ZWEITER. Nicht möglich! Nimmermehr! Wie kam sie in das Lager?

DRITTER. Durch die Luft! Der Teufel hilft ihr!

VIERTER und FÜNFTER.
Flieht! Flieht! Wir sind alle des Todes! (Gehen ab)

TALBOT (kommt). Sie hören nicht—Sie wollen mir nicht stehn!
Gelöst sind alle Bande des Gehorsams,
Als ob die Hölle ihre Legionen
Verdammter Geister ausgespieen, reißt
Ein Taumelwahn den Tapfern und den Feigen
Gehirnlos fort, nicht eine kleine Schar
Kann ich der Feinde Flut entgegenstellen,
Die wachsend, wogend in das Lager dringt!
—Bin ich der einzig Nüchterne und alles
Muß um mich her in Fiebers Hitze rasen?
Vor diesen fränkschen Weichlingen zu fliehn,
Die wir in zwanzig Schlachten überwunden!—
Wer ist sie denn, die Unbezwingliche,
Die Schreckensgöttin, die der Schlachten Glück
Auf einmal wendet, und ein schüchtern Heer
Von feigen Rehn in Löwen umgewandelt?
Eine Gauklerin, die die gelernte Rolle
Der Heldin spielt, soll wahre Helden schrecken?
Ein Weib entriß mir allen Siegesruhm?

SOLDAT (stürzt herein). Das Mädchen! Flieh! Flieh, Feldherr!

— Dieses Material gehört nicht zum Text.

//! Session and OAuth state tokens
//!
//! Sessions are HS256 JWTs carrying the Spotify user ID and access token.
//! OAuth `state` values are short-lived JWTs with a different audience, so
//! neither can stand in for the other.

use chrono::Utc;
use jsonwebtoken::{decode, encode, DecodingKey, EncodingKey, Header, Validation};
use serde::{Deserialize, Serialize};
use uuid::Uuid;

use crate::error::{ApiError, ApiResult};

/// Name of the cookie carrying the session token
pub const SESSION_COOKIE: &str = "podqueue_session";

const ISSUER: &str = "podqueue";
const SESSION_AUDIENCE: &str = "podqueue-session";
const STATE_AUDIENCE: &str = "podqueue-oauth-state";

/// Upper bound on a session lifetime in seconds (Spotify tokens last an hour)
const DEFAULT_SESSION_TTL_SECS: i64 = 3600;

/// Lifetime of an OAuth state value in seconds
const STATE_TTL_SECS: i64 = 600;

/// Claims of a session token
#[derive(Clone, Serialize, Deserialize)]
pub struct SessionClaims {
    /// Spotify user ID
    pub sub: String,
    /// Spotify access token
    pub spotify_token: String,
    pub iat: i64,
    pub exp: i64,
    pub iss: String,
    pub aud: String,
}

impl std::fmt::Debug for SessionClaims {
    fn fmt(&self, f: &mut std::fmt::Formatter<'_>) -> std::fmt::Result {
        f.debug_struct("SessionClaims")
            .field("sub", &self.sub)
            .field("spotify_token", &"[REDACTED]")
            .field("exp", &self.exp)
            .finish()
    }
}

#[derive(Debug, Serialize, Deserialize)]
struct StateClaims {
    nonce: String,
    iat: i64,
    exp: i64,
    iss: String,
    aud: String,
}

/// Issues and verifies session tokens
#[derive(Clone)]
pub struct SessionService {
    secret: String,
    session_ttl_secs: i64,
}

impl SessionService {
    /// Create a session service signing with `secret`
    pub fn new(secret: impl Into<String>) -> Self {
        Self {
            secret: secret.into(),
            session_ttl_secs: DEFAULT_SESSION_TTL_SECS,
        }
    }

    fn validation(audience: &str) -> Validation {
        let mut validation = Validation::default();
        validation.set_issuer(&[ISSUER]);
        validation.set_audience(&[audience]);
        validation
    }

    /// Issue a session for a signed-in user
    ///
    /// The session expires with the Spotify token it carries.
    pub fn issue_session(
        &self,
        user_id: &str,
        spotify_token: &str,
        token_expires_in: u64,
    ) -> ApiResult<(String, i64)> {
        let now = Utc::now().timestamp();
        let ttl = i64::try_from(token_expires_in)
            .unwrap_or(i64::MAX)
            .min(self.session_ttl_secs);
        let claims = SessionClaims {
            sub: user_id.to_string(),
            spotify_token: spotify_token.to_string(),
            iat: now,
            exp: now + ttl,
            iss: ISSUER.to_string(),
            aud: SESSION_AUDIENCE.to_string(),
        };

        let token = encode(
            &Header::default(),
            &claims,
            &EncodingKey::from_secret(self.secret.as_bytes()),
        )?;
        Ok((token, ttl))
    }

    /// Verify a session token and return its claims
    ///
    /// # Errors
    /// - `ApiError::InvalidToken` if the token is invalid, expired, or malformed
    pub fn verify_session(&self, token: &str) -> ApiResult<SessionClaims> {
        decode::<SessionClaims>(
            token,
            &DecodingKey::from_secret(self.secret.as_bytes()),
            &Self::validation(SESSION_AUDIENCE),
        )
        .map(|data| data.claims)
        .map_err(|e| {
            tracing::debug!(error = %e, "Session token verification failed");
            ApiError::InvalidToken(e.to_string())
        })
    }

    /// Issue an OAuth `state` value for the authorize redirect
    pub fn issue_state(&self) -> ApiResult<String> {
        let now = Utc::now().timestamp();
        let claims = StateClaims {
            nonce: Uuid::new_v4().to_string(),
            iat: now,
            exp: now + STATE_TTL_SECS,
            iss: ISSUER.to_string(),
            aud: STATE_AUDIENCE.to_string(),
        };
        Ok(encode(
            &Header::default(),
            &claims,
            &EncodingKey::from_secret(self.secret.as_bytes()),
        )?)
    }

    /// Verify an OAuth `state` value returned to the callback
    pub fn verify_state(&self, state: &str) -> ApiResult<()> {
        decode::<StateClaims>(
            state,
            &DecodingKey::from_secret(self.secret.as_bytes()),
            &Self::validation(STATE_AUDIENCE),
        )
        .map(|_| ())
        .map_err(|e| ApiError::ValidationError(format!("invalid OAuth state: {}", e)))
    }
}

#[cfg(test)]
mod tests {
    use super::*;
    use assert_matches::assert_matches;

    fn service() -> SessionService {
        SessionService::new("test-secret-that-is-long-enough-for-hs256")
    }

    #[test]
    fn test_session_round_trip() {
        let service = service();
        let (token, ttl) = service.issue_session("alice", "spotify-token", 3600).unwrap();
        assert_eq!(ttl, 3600);

        let claims = service.verify_session(&token).unwrap();
        assert_eq!(claims.sub, "alice");
        assert_eq!(claims.spotify_token, "spotify-token");
    }

    #[test]
    fn test_session_ttl_capped_by_token_lifetime() {
        let (_, ttl) = service().issue_session("alice", "t", 120).unwrap();
        assert_eq!(ttl, 120);
    }

    #[test]
    fn test_wrong_secret_rejected() {
        let (token, _) = service().issue_session("alice", "t", 3600).unwrap();
        let other = SessionService::new("another-secret-entirely");
        assert_matches!(other.verify_session(&token), Err(ApiError::InvalidToken(_)));
    }

    #[test]
    fn test_state_is_not_a_session() {
        let service = service();
        let state = service.issue_state().unwrap();
        assert!(service.verify_state(&state).is_ok());
        assert!(service.verify_session(&state).is_err());

        let (session, _) = service.issue_session("alice", "t", 3600).unwrap();
        assert!(service.verify_state(&session).is_err());
    }

    #[test]
    fn test_claims_debug_redacts_token() {
        let (token, _) = service().issue_session("alice", "very-secret", 3600).unwrap();
        let claims = service().verify_session(&token).unwrap();
        assert!(!format!("{:?}", claims).contains("very-secret"));
    }
}
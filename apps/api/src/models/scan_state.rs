//! Persisted per-user curation state
//!
//! A [`ScanState`] is read when a scan starts and replaced as a whole by a
//! [`ScanCommit`] when the scan succeeds. Setting a target playlist is the
//! only other mutation.

use std::collections::BTreeSet;

use chrono::{DateTime, Utc};
use serde::{Deserialize, Serialize};
use sqlx::FromRow;

/// Curation state stored for one user
#[derive(Debug, Clone, PartialEq, Eq, Serialize, Deserialize)]
pub struct ScanState {
    /// Spotify user ID
    pub user_id: String,
    /// Playlist the queue is written to
    pub playlist_id: Option<String>,
    /// Start time of the last successful scan; `None` before the first one
    pub watermark: Option<DateTime<Utc>>,
    /// Key of the duration band consumed by the last batch
    pub band_pointer: Option<u64>,
    /// Episodes already surfaced in the queue
    pub queued_episode_ids: BTreeSet<String>,
    /// Outcome of the last successful scan
    pub last_scan: Option<ScanSummary>,
}

impl ScanState {
    /// State of a user that has never configured anything
    pub fn empty(user_id: impl Into<String>) -> Self {
        Self {
            user_id: user_id.into(),
            playlist_id: None,
            watermark: None,
            band_pointer: None,
            queued_episode_ids: BTreeSet::new(),
            last_scan: None,
        }
    }

    /// Apply a successful scan
    ///
    /// The watermark never moves backwards and a commit without a batch
    /// keeps the previous band pointer.
    pub fn apply(&mut self, commit: &ScanCommit) {
        self.watermark = Some(match self.watermark {
            Some(previous) => previous.max(commit.watermark),
            None => commit.watermark,
        });
        if let Some(band) = commit.band_pointer {
            self.band_pointer = Some(band);
        }
        self.queued_episode_ids
            .extend(commit.queued_episode_ids.iter().cloned());
        self.last_scan = Some(commit.summary.clone());
    }

    /// Point the queue at a new playlist and restart band rotation
    pub fn retarget(&mut self, playlist_id: impl Into<String>) {
        self.playlist_id = Some(playlist_id.into());
        self.band_pointer = None;
    }
}

/// Summary of a completed scan, shown to the user and stored as JSON
#[derive(Debug, Clone, PartialEq, Eq, Serialize, Deserialize)]
pub struct ScanSummary {
    /// Shows walked during the scan
    pub shows_scanned: usize,
    /// Episodes released since the previous scan
    pub new_count: usize,
    /// Band key of the backlog batch, if one was selected
    pub batch_band: Option<u64>,
    /// Human-readable duration range of the batch band
    pub batch_label: Option<String>,
    /// Episodes taken from the backlog
    pub batch_count: usize,
    /// Episodes skipped as played, queued, blocklisted or too short
    pub excluded_count: usize,
    /// Episodes written to the playlist
    pub total_count: usize,
    /// When the scan finished
    pub completed_at: DateTime<Utc>,
}

/// Changes written atomically at the end of a successful scan
#[derive(Debug, Clone)]
pub struct ScanCommit {
    /// Scan start time; becomes the watermark unless an older scan left a later one
    pub watermark: DateTime<Utc>,
    /// Band consumed by this scan; `None` keeps the stored pointer
    pub band_pointer: Option<u64>,
    /// Episodes written to the playlist
    pub queued_episode_ids: Vec<String>,
    /// Summary stored as the last scan
    pub summary: ScanSummary,
}

/// Stored `scan_states` row
#[derive(Debug, Clone, FromRow)]
pub struct ScanStateRow {
    pub user_id: String,
    pub playlist_id: Option<String>,
    pub watermark: Option<DateTime<Utc>>,
    pub band_pointer: Option<i64>,
    pub last_scan: Option<sqlx::types::Json<ScanSummary>>,
}

impl ScanStateRow {
    /// Combine the row with its queued episode IDs
    pub fn into_state(self, queued_episode_ids: BTreeSet<String>) -> ScanState {
        ScanState {
            user_id: self.user_id,
            playlist_id: self.playlist_id,
            watermark: self.watermark,
            band_pointer: self.band_pointer.and_then(|b| u64::try_from(b).ok()),
            queued_episode_ids,
            last_scan: self.last_scan.map(|json| json.0),
        }
    }
}

/// State summary returned by `GET /scan/state`
#[derive(Debug, Clone, Serialize)]
pub struct ScanStateView {
    pub playlist_id: Option<String>,
    pub watermark: Option<DateTime<Utc>>,
    pub band_pointer: Option<u64>,
    pub queued_count: usize,
    pub last_scan: Option<ScanSummary>,
}

impl From<&ScanState> for ScanStateView {
    fn from(state: &ScanState) -> Self {
        Self {
            playlist_id: state.playlist_id.clone(),
            watermark: state.watermark,
            band_pointer: state.band_pointer,
            queued_count: state.queued_episode_ids.len(),
            last_scan: state.last_scan.clone(),
        }
    }
}
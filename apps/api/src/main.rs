use std::net::SocketAddr;
use std::sync::Arc;

use axum::http::{header, Method};
use sqlx::postgres::PgPoolOptions;
use tower_http::cors::CorsLayer;
use tracing_subscriber::{layer::SubscriberExt, util::SubscriberInitExt};

use podqueue_api::config::{Config, StateBackend};
use podqueue_api::repositories::{InMemoryScanStateStore, PgScanStateRepository, ScanStateStore};
use podqueue_api::{api_router, AppState, SessionService};
use podqueue_spotify_client::SpotifyClient;

/// Build the CORS layer based on configuration.
///
/// In production mode:
/// - If `CORS_ORIGINS` is set, only those origins are allowed
/// - If `CORS_ORIGINS` is not set, CORS requests are rejected (no origins allowed)
///
/// In development mode:
/// - If `CORS_ORIGINS` is set, those origins are used
/// - If `CORS_ORIGINS` is not set, permissive CORS is used for convenience
fn build_cors_layer(config: &Config) -> CorsLayer {
    match &config.cors_allowed_origins {
        Some(origins) if !origins.is_empty() => {
            let allowed_origins: Vec<_> = origins
                .iter()
                .filter_map(|origin| {
                    origin.parse().ok().or_else(|| {
                        tracing::warn!("Invalid CORS origin '{}', skipping", origin);
                        None
                    })
                })
                .collect();

            if allowed_origins.is_empty() {
                tracing::error!("No valid CORS origins configured, CORS requests will be rejected");
                return CorsLayer::new();
            }

            tracing::info!(
                "CORS configured with {} allowed origin(s): {:?}",
                allowed_origins.len(),
                origins
            );
            CorsLayer::new()
                .allow_origin(allowed_origins)
                .allow_methods([Method::GET, Method::POST, Method::PUT, Method::OPTIONS])
                .allow_headers([
                    header::AUTHORIZATION,
                    header::CONTENT_TYPE,
                    header::ACCEPT,
                    header::ORIGIN,
                ])
                .allow_credentials(true)
                .max_age(std::time::Duration::from_secs(3600))
        }
        _ if config.is_production() => {
            tracing::warn!(
                "CORS_ORIGINS not configured in production mode. \
                 CORS requests will be rejected. Set CORS_ORIGINS to allow cross-origin requests."
            );
            CorsLayer::new()
        }
        _ => {
            tracing::warn!(
                "Using permissive CORS in development mode. \
                 Set CORS_ORIGINS for production-like behavior."
            );
            CorsLayer::permissive()
        }
    }
}

/// Open the configured scan state store
async fn connect_store(config: &Config) -> anyhow::Result<Arc<dyn ScanStateStore>> {
    match config.state_backend {
        StateBackend::Memory => {
            tracing::warn!("Using in-memory scan state; state is lost on restart");
            Ok(Arc::new(InMemoryScanStateStore::new()))
        }
        StateBackend::Postgres => {
            let database = config.database();
            tracing::info!("Connecting to database...");

            let pool = PgPoolOptions::new()
                .max_connections(database.max_connections)
                .acquire_timeout(std::time::Duration::from_secs(
                    database.connect_timeout_secs,
                ))
                .connect(&database.url)
                .await?;
            tracing::info!("Database connection established");

            tracing::info!("Running database migrations...");
            sqlx::migrate!("./migrations").run(&pool).await?;
            tracing::info!("Migrations completed successfully");

            Ok(Arc::new(PgScanStateRepository::new(pool)))
        }
    }
}

#[tokio::main]
async fn main() -> anyhow::Result<()> {
    // RUST_LOG may come from .env
    dotenvy::dotenv().ok();

    tracing_subscriber::registry()
        .with(
            tracing_subscriber::EnvFilter::try_from_default_env()
                .unwrap_or_else(|_| "podqueue_api=debug,tower_http=debug".into()),
        )
        .with(tracing_subscriber::fmt::layer())
        .init();

    let config = Config::from_env()?;

    tracing::info!(
        environment = %config.common.environment,
        backend = config.state_backend.name(),
        "Starting Podqueue API server on port {}",
        config.port
    );

    let store = connect_store(&config).await?;

    let spotify = SpotifyClient::new(config.spotify())?;
    tracing::info!("Spotify client initialized");

    let state = AppState::new(
        spotify,
        SessionService::new(config.session_secret.clone()),
        store,
        config.state_backend.name(),
        config.curation(),
    );

    let app = api_router(state).layer(build_cors_layer(&config));

    let addr = SocketAddr::from(([0, 0, 0, 0], config.port));
    let listener = tokio::net::TcpListener::bind(addr).await?;

    tracing::info!("Listening on {}", addr);
    tracing::info!(
        "Sign in at http://{}:{}/auth/login",
        addr.ip(),
        addr.port()
    );

    axum::serve(listener, app).await?;

    Ok(())
}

TALBOT (stößt ihn nieder). Flieh zur Hölle
Du selbst! Den soll dies Schwert durchbohren,
Der mir von Furcht spricht und von feiger Flucht. (Er geht ab)

ZWEITER AUFZUG

Sechster Auftritt

Der Prospekt öffnet sich. Man sieht das englische Lager in vollen Flammen stehen. Trommeln, Flucht und Verfolgung. Nach einer Weile kommt Montgomery

MONTGOMERY (allein).
Wo soll ich hinfliehn? Feinde ringsumher und Tod!
Hier der ergrimmte Feldherr, der mit drohndem Schwert
Die Flucht versperrend uns dem Tod entgegentreibt.
Dort die Fürchterliche, die verderblich um sich her
Wie die Brunst des Feuers raset—Und ringsum kein Busch,
Der mich verbärge, keiner Höhle sichtet Raum!
O wär ich nimmer über Meer hieher geschifft,
Ich Unglückselger! Eitler Wahn betörte mich,
Wohlfeilen Ruhm zu suchen in dem Frankenkrieg,
Und jetzo führt mich das verderbliche Geschick
In diese blutge Mordschlacht.—Wär ich weit von hier
Daheim noch an der Savern' blühendem Gestad,
Im sichern Vaterhause, wo die Mutter mir
In Gram zurückblieb und die zarte süße Braut.
(Johanna zeigt sich in der Ferne)
Weh mir! Was seh ich! Dort erscheint die Schreckliche!
Aus Brandes Flammen, düster leuchtend, hebt sie sich,
Wie aus der Hölle Rachen ein Gespenst der Nacht
Hervor.—Wohin entrinn ich! Schon ergreift sie mich
Mit ihren Feueraugen, wirft von fern
Der Blicke Schlingen nimmer fehlend nach mir aus.
Um meine Füße, fest und fester, wirret sich
Das Zauberknäuel, daß sie gefesselt mir die Flucht
Versagen! Hinsehn muß ich, wie das Herz mir auch
Dagegen kämpfe, nach der tödlichen Gestalt!
(Johanna tut einige Schritte ihm entgegen, und bleibt wieder
stehen)
Sie naht! Ich will nicht warten, bis die Grimmige
Zuerst mich anfällt! Bittend will ich ihre Knie
Umfassen, um mein Leben flehn, sie ist ein Weib,
Ob ich vielleicht durch Tränen sie erweichen kann!